The research projects within the collaboration are under 3 main themes and are based on priorities identified by patients, clinicians and policy makers in each partner country:
Theme one: Case finding for undiagnosed COPD
Aim: To evaluate the accuracy of different screening strategies for identifying undiagnosed COPD and inform future case-finding strategies.
Our partners in Brazil and China have completed recruitment to their studies (recruiting 2,498 and 1,201 participants, respectively) which are investigating the accuracy of different screening methods and their cost effectiveness. The results of these studies are likely to be available by the end of 2020.
Theme two: Promotion of smoking cessation in the community
Smoking is a main contributor to COPD and smoking rates remain high in many LMIC. Smoking cessation has numerous health benefits, and is the main strategy for improving the health of people with COPD.
Aim: To evaluate different motivational approaches to assist smoking cessation among smokers identified through primary care settings.

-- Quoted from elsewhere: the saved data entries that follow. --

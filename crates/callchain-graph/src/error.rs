//! Error types for call chain analysis.

use std::path::PathBuf;
use std::sync::Arc;

use thiserror::Error;

use crate::signature::MethodSignature;

/// Errors returned by call chain analysis.
///
/// An empty graph is a valid outcome and never reported here. Malformed
/// method labels are recovered locally and never reach this type either.
#[derive(Debug, Error)]
pub enum GraphError {
    /// The external caller resolver failed while expanding a method.
    #[error("failed to resolve callers of '{method}': {message}")]
    Resolver {
        /// Method whose callers were being expanded.
        method: MethodSignature,
        /// Description supplied by the resolver.
        message: String,
        /// Underlying resolver failure, if any.
        #[source]
        source: Option<Arc<dyn std::error::Error + Send + Sync>>,
    },

    /// The analysis was cancelled before it completed.
    #[error("analysis cancelled")]
    Cancelled,

    /// The render target failed to accept the finished graph.
    #[error("failed to render graph: {0}")]
    Render(#[from] RenderError),

    /// The requested node was not found in the graph.
    #[error("node not found: {0}")]
    NodeNotFound(String),
}

impl GraphError {
    /// Creates a new `Resolver` error without an underlying source.
    #[must_use]
    pub fn resolver(method: MethodSignature, message: impl Into<String>) -> Self {
        Self::Resolver {
            method,
            message: message.into(),
            source: None,
        }
    }

    /// Creates a new `Resolver` error wrapping the resolver's own failure.
    #[must_use]
    pub fn resolver_with_source<E>(method: MethodSignature, source: E) -> Self
    where
        E: std::error::Error + Send + Sync + 'static,
    {
        Self::Resolver {
            method,
            message: source.to_string(),
            source: Some(Arc::new(source)),
        }
    }

    /// Creates a new `NodeNotFound` error.
    #[must_use]
    pub fn node_not_found(node_id: impl Into<String>) -> Self {
        Self::NodeNotFound(node_id.into())
    }

    /// Returns true when the error is a clean cancellation rather than a
    /// failure.
    #[must_use]
    pub const fn is_cancellation(&self) -> bool {
        matches!(self, Self::Cancelled)
    }
}

/// Errors raised by render targets while writing a finished graph.
#[derive(Debug, Error)]
pub enum RenderError {
    /// The graph could not be serialised.
    #[error("failed to serialise graph: {0}")]
    Serialize(#[from] serde_json::Error),

    /// Writing to the output sink failed.
    #[error("failed to write {path}: {source}")]
    Io {
        /// Path that could not be written.
        path: PathBuf,
        /// Underlying IO error.
        #[source]
        source: std::io::Error,
    },
}

impl RenderError {
    /// Creates a new `Io` error for the given path.
    #[must_use]
    pub fn io(path: impl Into<PathBuf>, source: std::io::Error) -> Self {
        Self::Io {
            path: path.into(),
            source,
        }
    }
}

1,366 participants were recruited from 32 GP Practices in North Macedonia into a randomised controlled trial which evaluates feedback on lung age and on exhaled Carbon Monoxide to smokers. Results should be available by the end of 2020.

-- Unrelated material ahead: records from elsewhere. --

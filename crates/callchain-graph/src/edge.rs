//! Call graph edge representation.

use serde::{Deserialize, Serialize};

use crate::node::NodeId;

/// A directed edge meaning "source calls target".
///
/// `recursive` is only set for back-edges recorded when cycles are marked
/// rather than dropped, and is omitted from the serialised form otherwise.
#[derive(Debug, Clone, PartialEq, Eq, Hash, Serialize, Deserialize)]
pub struct CallEdge {
    source: NodeId,
    target: NodeId,
    #[serde(default, skip_serializing_if = "std::ops::Not::not")]
    recursive: bool,
}

impl CallEdge {
    /// Creates a new call edge from caller to callee.
    #[must_use]
    pub const fn new(caller: NodeId, callee: NodeId) -> Self {
        Self {
            source: caller,
            target: callee,
            recursive: false,
        }
    }

    /// Creates a back-edge closing a detected cycle.
    #[must_use]
    pub const fn recursive(caller: NodeId, callee: NodeId) -> Self {
        Self {
            source: caller,
            target: callee,
            recursive: true,
        }
    }

    /// Returns the caller node ID.
    #[must_use]
    pub const fn source(&self) -> &NodeId {
        &self.source
    }

    /// Returns the callee node ID.
    #[must_use]
    pub const fn target(&self) -> &NodeId {
        &self.target
    }

    /// Returns whether this edge closes a cycle.
    #[must_use]
    pub const fn is_recursive(&self) -> bool {
        self.recursive
    }

    /// Identity used for deduplication: the ordered pair rendered as
    /// `source->target`.
    #[must_use]
    pub fn key(&self) -> String {
        format!("{}->{}", self.source, self.target)
    }

    pub(crate) fn references(&self, id: &NodeId) -> bool {
        &self.source == id || &self.target == id
    }
}
//! Caller resolution backed by a recorded call map.
//!
//! The call map is a JSON document produced by an external indexer:
//!
//! ```json
//! {
//!   "callers": { "Foo.bar()  (com.example)": ["Baz.qux()  (com.example)"] },
//!   "origins": { "Baz.qux()  (com.example)": "production" }
//! }
//! ```

use std::collections::HashMap;
use std::convert::Infallible;
use std::fs;
use std::path::Path;

use callchain_graph::{CallerResolver, MethodSignature, Origin};
use serde::Deserialize;

use crate::AppError;

#[derive(Debug, Default, Deserialize)]
#[serde(deny_unknown_fields)]
struct CallMap {
    #[serde(default)]
    callers: HashMap<MethodSignature, Vec<MethodSignature>>,
    #[serde(default)]
    origins: HashMap<MethodSignature, Origin>,
}

/// Resolver answering from an in-memory call map.
#[derive(Debug, Default)]
pub(crate) struct CallMapResolver {
    map: CallMap,
}

impl CallMapResolver {
    pub(crate) fn from_json(json: &str) -> Result<Self, serde_json::Error> {
        serde_json::from_str(json).map(|map| Self { map })
    }

    pub(crate) fn load(path: &Path) -> Result<Self, AppError> {
        let json = fs::read_to_string(path).map_err(|source| AppError::ReadCallMap {
            path: path.to_path_buf(),
            source,
        })?;
        Self::from_json(&json).map_err(|source| AppError::ParseCallMap {
            path: path.to_path_buf(),
            source,
        })
    }
}

impl CallerResolver for CallMapResolver {
    type Error = Infallible;

    fn callers_of(&mut self, method: &MethodSignature) -> Result<Vec<MethodSignature>, Self::Error> {
        Ok(self.map.callers.get(method).cloned().unwrap_or_default())
    }

    fn classify_origin(&self, method: &MethodSignature) -> Origin {
        self.map
            .origins
            .get(method)
            .copied()
            .unwrap_or(Origin::Unknown)
    }
}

Theme three: Behavioural interventions to improve disease management
Within low resource settings, availability of pharmacotherapy is limited. Behavioural interventions are a low cost, effective alternative, shown to be effective in improving the outcome with people with COPD in high income settings.
Aim: to assess the feasibility and evaluate an adapted pulmonary rehabilitation programme for people with COPD identified through primary care settings.

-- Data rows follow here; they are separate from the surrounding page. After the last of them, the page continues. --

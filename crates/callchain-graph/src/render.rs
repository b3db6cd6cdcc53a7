//! Render targets accepting finished graphs.

use std::fs;
use std::path::{Path, PathBuf};

use crate::error::RenderError;
use crate::graph::CallGraph;

/// Destination for a rendered graph: a directory and a base filename.
#[derive(Debug, Clone, PartialEq, Eq)]
pub struct OutputSink {
    /// Directory receiving the output. Created when missing.
    pub directory: PathBuf,
    /// File name without extension.
    pub filename: String,
}

impl OutputSink {
    /// Creates a new output sink.
    #[must_use]
    pub fn new(directory: impl Into<PathBuf>, filename: impl Into<String>) -> Self {
        Self {
            directory: directory.into(),
            filename: filename.into(),
        }
    }

    /// Full path for the given extension.
    #[must_use]
    pub fn path_with_extension(&self, extension: &str) -> PathBuf {
        self.directory.join(format!("{}.{extension}", self.filename))
    }
}

/// Consumer of finished graphs.
pub trait RenderTarget {
    /// Renders `graph` into `sink`, returning the path written.
    ///
    /// # Errors
    /// Returns an error if serialisation or writing fails.
    fn render(&mut self, graph: &CallGraph, sink: &OutputSink) -> Result<PathBuf, RenderError>;
}

/// Serialises a graph as the JSON payload embedded by graph viewers.
///
/// # Errors
/// Returns an error if serialisation fails.
pub fn to_json(graph: &CallGraph) -> Result<String, RenderError> {
    Ok(serde_json::to_string_pretty(graph)?)
}

/// Writes `<directory>/<filename>.json`.
#[derive(Debug, Default, Clone, Copy)]
pub struct JsonFileTarget;

impl RenderTarget for JsonFileTarget {
    fn render(&mut self, graph: &CallGraph, sink: &OutputSink) -> Result<PathBuf, RenderError> {
        let payload = to_json(graph)?;
        create_directory(&sink.directory)?;
        let path = sink.path_with_extension("json");
        fs::write(&path, payload).map_err(|source| RenderError::io(&path, source))?;
        Ok(path)
    }
}

fn create_directory(directory: &Path) -> Result<(), RenderError> {
    fs::create_dir_all(directory).map_err(|source| RenderError::io(directory, source))
}
//! Structured telemetry initialisation for the CLI.
//!
//! Log lines go to stderr so that stdout stays reserved for command output.

use std::io::{self, IsTerminal};

use once_cell::sync::OnceCell;
use tracing::{Subscriber, subscriber::SetGlobalDefaultError};
use tracing_subscriber::EnvFilter;
use tracing_subscriber::fmt;

use callchain_config::{Config, LogFormat};

static TELEMETRY_GUARD: OnceCell<()> = OnceCell::new();

/// Errors encountered while configuring telemetry.
#[derive(Debug, thiserror::Error)]
pub(crate) enum TelemetryError {
    /// Failed to parse the configured log filter expression.
    #[error("invalid log filter: {0}")]
    Filter(String),
    /// Failed to install the tracing subscriber.
    #[error("failed to install telemetry subscriber: {0}")]
    Subscriber(SetGlobalDefaultError),
}

/// Installs the global subscriber on first use.
///
/// Later calls return immediately, which keeps in-process test runs from
/// fighting over the global default.
pub(crate) fn initialise(config: &Config) -> Result<(), TelemetryError> {
    TELEMETRY_GUARD
        .get_or_try_init(|| install_subscriber(config))
        .map(|_| ())
}

fn install_subscriber(config: &Config) -> Result<(), TelemetryError> {
    let filter = EnvFilter::try_new(config.log_filter())
        .map_err(|error| TelemetryError::Filter(error.to_string()))?;

    let builder = |filter: EnvFilter| {
        fmt::Subscriber::builder()
            .with_env_filter(filter)
            .with_target(true)
            .with_level(true)
            .with_writer(io::stderr)
            .with_ansi(io::stderr().is_terminal())
            .with_timer(fmt::time::UtcTime::rfc_3339())
    };

    let subscriber: Box<dyn Subscriber + Send + Sync> = match config.log_format() {
        LogFormat::Json => Box::new(builder(filter).json().flatten_event(true).finish()),
        LogFormat::Compact => Box::new(builder(filter).compact().finish()),
    };

    tracing::subscriber::set_global_default(subscriber).map_err(TelemetryError::Subscriber)
}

A feasibility trial of a culturally adapted pulmonary rehabilitation programme recruiting 60 participants with COPD was carried out by the team in Georgia. Results of this study are likely to be available by the end of 2020.
The Brazilian team also has a qualitative project which explores the barriers and enablers to physical activity and exercise programmes amongst COPD patients with and without mood disorders (anxiety and / or depression), which will inform the design of a future intervention for those patients.
A mixed-method study in China describes the management and understanding of COPD reported by patients in China and explores patient & GP opinion on current management of COPD and the design of a future “lung health” service which will focus on non-pharmacological interventions. Results for these studies are likely to be available in early 2021.
The Georgian team are conducting a qualitative study which crosses all of the themes, exploring barriers and enablers in the diagnosis and management of COPD in primary healthcare settings and identifying the need for capacity building of primary care professionals regarding COPD diagnosis, management and treatment.
Other milestones or activities
Training and networking
The UoB team have created and delivered bespoke training and mentoring which includes the areas of clinical, research skills and research management. Training examples include: specific research study design and protocol development, spirometry, spirometry overreading, health economics, statistics, writing for publication and stakeholder engagement. The whole Breathe Well team meet annually at the IPCRG conferences for training, planning, presenting and networking with international colleagues. Travel has been an important part of our developing relationships and many successful collaborative visits have been carried out each year.
Stakeholder engagement is a substantial element of the Breathe Well programme, the aims of which are to identify and prioritise local research needs, ensure that cultural factors are accounted for, and also to establish a sustainable process for future collaborations. All countries have developed bespoke protocols with support from the UK team and the International Primary Care Respiratory Group.
The Breathe Well research team is a member of the UK Global Health Respiratory Network, made up of MRC and NIHR-funded global health groups/units. The Network advocates increased respiratory research funding, sharing expertise and resources between members.